→ **EXERCISE PROMPT**:
Copy the lines below exactly. Start at the first and finish with the line containing "use std::time::Duration;".

→ **EXTRACTED RECORDS**:
== Segment start ==
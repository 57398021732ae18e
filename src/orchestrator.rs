//! Orchestrator (tool loop)
//!
//! Drives the bounded request/execute/continue cycle against the model:
//! call the model, dispatch any requested tool calls concurrently, feed the
//! results back, and repeat until a terminal turn or the iteration cap.
//! Every tool call id issued in one turn gets exactly one result before the
//! next model call.

use std::time::Duration;

use futures_util::future::join_all;
use taskweave_core::{AuthToken, ChatResponse};
use taskweave_llm::{
    LlmProvider, LlmRequestOptions, LlmResponse, Message, MessageContent, MessageRole, StopReason,
    ToolDefinition, UsageStats,
};
use taskweave_tools::ToolExecutor;

use crate::error::EngineError;
use crate::parser::parse_response;

/// Where the loop stands after inspecting one model turn
#[derive(Debug, Clone, Copy, PartialEq, Eq)]
pub enum LoopState {
    /// A model call is in flight or about to be made
    AwaitingModel,
    /// The model requested tools; executors are running
    DispatchingTools,
    /// The model ended its turn; the response is ready to parse
    Terminal,
    /// The iteration cap was hit without a terminal turn
    FailedCap,
    /// The model returned a stop reason the protocol does not allow
    FailedProtocol,
}

impl LoopState {
    /// Transition taken after a model turn with the given stop reason.
    pub fn after_model_turn(stop_reason: &StopReason) -> LoopState {
        match stop_reason {
            StopReason::EndTurn => LoopState::Terminal,
            StopReason::ToolUse => LoopState::DispatchingTools,
            _ => LoopState::FailedProtocol,
        }
    }
}

/// Result of a completed loop
#[derive(Debug)]
pub struct LoopOutcome {
    pub response: ChatResponse,
    /// Token usage accumulated across every model call in the loop
    pub usage: UsageStats,
    /// Tool-dispatch rounds that ran before the terminal turn
    pub iterations: usize,
}

/// One orchestration run. Built fresh per request and discarded after.
pub struct Orchestrator<'a> {
    provider: &'a dyn LlmProvider,
    executor: &'a ToolExecutor,
    system_prompt: String,
    tools: Vec<ToolDefinition>,
    options: LlmRequestOptions,
    auth: Option<&'a AuthToken>,
    max_iterations: usize,
    max_retries: u32,
    max_retry_delay_secs: u64,
}

impl<'a> Orchestrator<'a> {
    #[allow(clippy::too_many_arguments)]
    pub fn new(
        provider: &'a dyn LlmProvider,
        executor: &'a ToolExecutor,
        system_prompt: String,
        tools: Vec<ToolDefinition>,
        options: LlmRequestOptions,
        auth: Option<&'a AuthToken>,
        max_iterations: usize,
        max_retries: u32,
        max_retry_delay_secs: u64,
    ) -> Self {
        Self {
            provider,
            executor,
            system_prompt,
            tools,
            options,
            auth,
            max_iterations,
            max_retries,
            max_retry_delay_secs,
        }
    }

    /// Run the tool loop to completion over the given transcript.
    ///
    /// The model is called at most `max_iterations + 1` times; in practice a
    /// run that never reaches `end_turn` fails after `max_iterations` calls.
    pub async fn run(&self, mut transcript: Vec<Message>) -> Result<LoopOutcome, EngineError> {
        let mut usage = UsageStats::default();
        let mut iterations = 0usize;
        let mut state = LoopState::AwaitingModel;

        loop {
            tracing::debug!(?state, iterations, "calling model");
            let response = self.call_model_with_retry(&transcript).await?;
            usage.merge(&response.usage);

            state = LoopState::after_model_turn(&response.stop_reason);
            match state {
                LoopState::Terminal => {
                    tracing::debug!(?state, iterations, "loop reached terminal turn");
                    return Ok(LoopOutcome {
                        response: parse_response(&response),
                        usage,
                        iterations,
                    });
                }
                LoopState::DispatchingTools => {
                    if response.tool_calls.is_empty() {
                        return Err(EngineError::Protocol(
                            "tool_use stop reason with no tool calls".to_string(),
                        ));
                    }

                    transcript.push(assistant_turn(&response));
                    transcript.push(self.dispatch_tools(&response).await);

                    iterations += 1;
                    if iterations >= self.max_iterations {
                        state = LoopState::FailedCap;
                        tracing::warn!(?state, iterations, "tool loop hit iteration cap");
                        return Err(EngineError::IterationLimit);
                    }
                    state = LoopState::AwaitingModel;
                }
                _ => {
                    tracing::warn!(?state, stop_reason = ?response.stop_reason, "loop aborted");
                    return Err(EngineError::Protocol(format!(
                        "unexpected stop reason: {:?}",
                        response.stop_reason
                    )));
                }
            }
        }
    }

    /// Dispatch every requested tool call concurrently and collect the
    /// results into one user turn. A failing executor produces an is_error
    /// result for its id only; sibling calls are unaffected.
    async fn dispatch_tools(&self, response: &LlmResponse) -> Message {
        let futures = response.tool_calls.iter().map(|tc| async move {
            tracing::debug!(tool = %tc.name, id = %tc.id, "dispatching tool call");
            let result = self.executor.execute(&tc.name, &tc.arguments, self.auth).await;
            (tc.id.clone(), result)
        });

        let results = join_all(futures).await;

        let content = results
            .into_iter()
            .map(|(id, result)| MessageContent::ToolResult {
                tool_use_id: id,
                content: result.to_content(),
                is_error: if result.success { None } else { Some(true) },
            })
            .collect();

        Message {
            role: MessageRole::User,
            content,
        }
    }

    /// Call the model, retrying transient failures with capped exponential
    /// backoff and honoring server-provided retry-after hints.
    async fn call_model_with_retry(
        &self,
        transcript: &[Message],
    ) -> Result<LlmResponse, EngineError> {
        let mut attempt = 0u32;
        loop {
            let result = self
                .provider
                .send_message(
                    transcript.to_vec(),
                    Some(self.system_prompt.clone()),
                    self.tools.clone(),
                    self.options.clone(),
                )
                .await;

            match result {
                Ok(response) => return Ok(response),
                Err(e) if attempt < self.max_retries && e.is_retryable() => {
                    let delay = e
                        .retry_after_secs()
                        .unwrap_or_else(|| (1u64 << attempt).min(self.max_retry_delay_secs));
                    tracing::warn!(attempt, delay_secs = delay, error = %e, "retrying model call");
                    tokio::time::sleep(Duration::from_secs(delay)).await;
                    attempt += 1;
                }
                Err(e) => return Err(e.into()),
            }
        }
    }
}

fn assistant_turn(response: &LlmResponse) -> Message {
    let mut content = Vec::with_capacity(response.tool_calls.len() + 1);
    if let Some(text) = &response.content {
        if !text.is_empty() {
            content.push(MessageContent::Text { text: text.clone() });
        }
    }
    for tc in &response.tool_calls {
        content.push(MessageContent::ToolUse {
            id: tc.id.clone(),
            name: tc.name.clone(),
            input: tc.arguments.clone(),
        });
    }
    Message {
        role: MessageRole::Assistant,
        content,
    }
}
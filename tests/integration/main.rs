//! Integration Tests
//!
//! End-to-end tests for the conversation engine using a scripted LLM
//! backend and in-memory data/object stores. No network calls are made.


mod engine_test;
//! Engine Configuration

/// Tuning knobs for one engine instance
#[derive(Debug, Clone)]
pub struct EngineConfig {
    /// How many recent turns are sent verbatim; older turns are replaced
    /// by the conversation summary
    pub history_window: usize,
    /// Tool-loop iteration cap; the model is called at most this many
    /// times plus one
    pub max_iterations: usize,
    /// Retries for transient provider failures per model call
    pub max_retries: u32,
    /// Cap on the exponential backoff delay, in seconds
    pub max_retry_delay_secs: u64,
}

impl Default for EngineConfig {
    fn default() -> Self {
        Self {
            history_window: 50,
            max_iterations: 5,
            max_retries: 2,
            max_retry_delay_secs: 30,
        }
    }
}

impl EngineConfig {
    pub fn with_history_window(mut self, turns: usize) -> Self {
        self.history_window = turns;
        self
    }

    pub fn with_max_iterations(mut self, iterations: usize) -> Self {
        self.max_iterations = iterations;
        self
    }

    pub fn with_max_retries(mut self, retries: u32) -> Self {
        self.max_retries = retries;
        self
    }
}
== Segment end ==
→ **RESULT FOR THIS TASK**:
repository 57398021732ae18e
filename src/orchestrator.rs
//! Orchestrator (tool loop)
//!
//! Drives the bounded request/execute/continue cycle against the model:
//! call the model, dispatch any requested tool calls concurrently, feed the
//! results back, and repeat until a terminal turn or the iteration cap.
//! Every tool call id issued in one turn gets exactly one result before the
//! next model call.

use std::time::Duration;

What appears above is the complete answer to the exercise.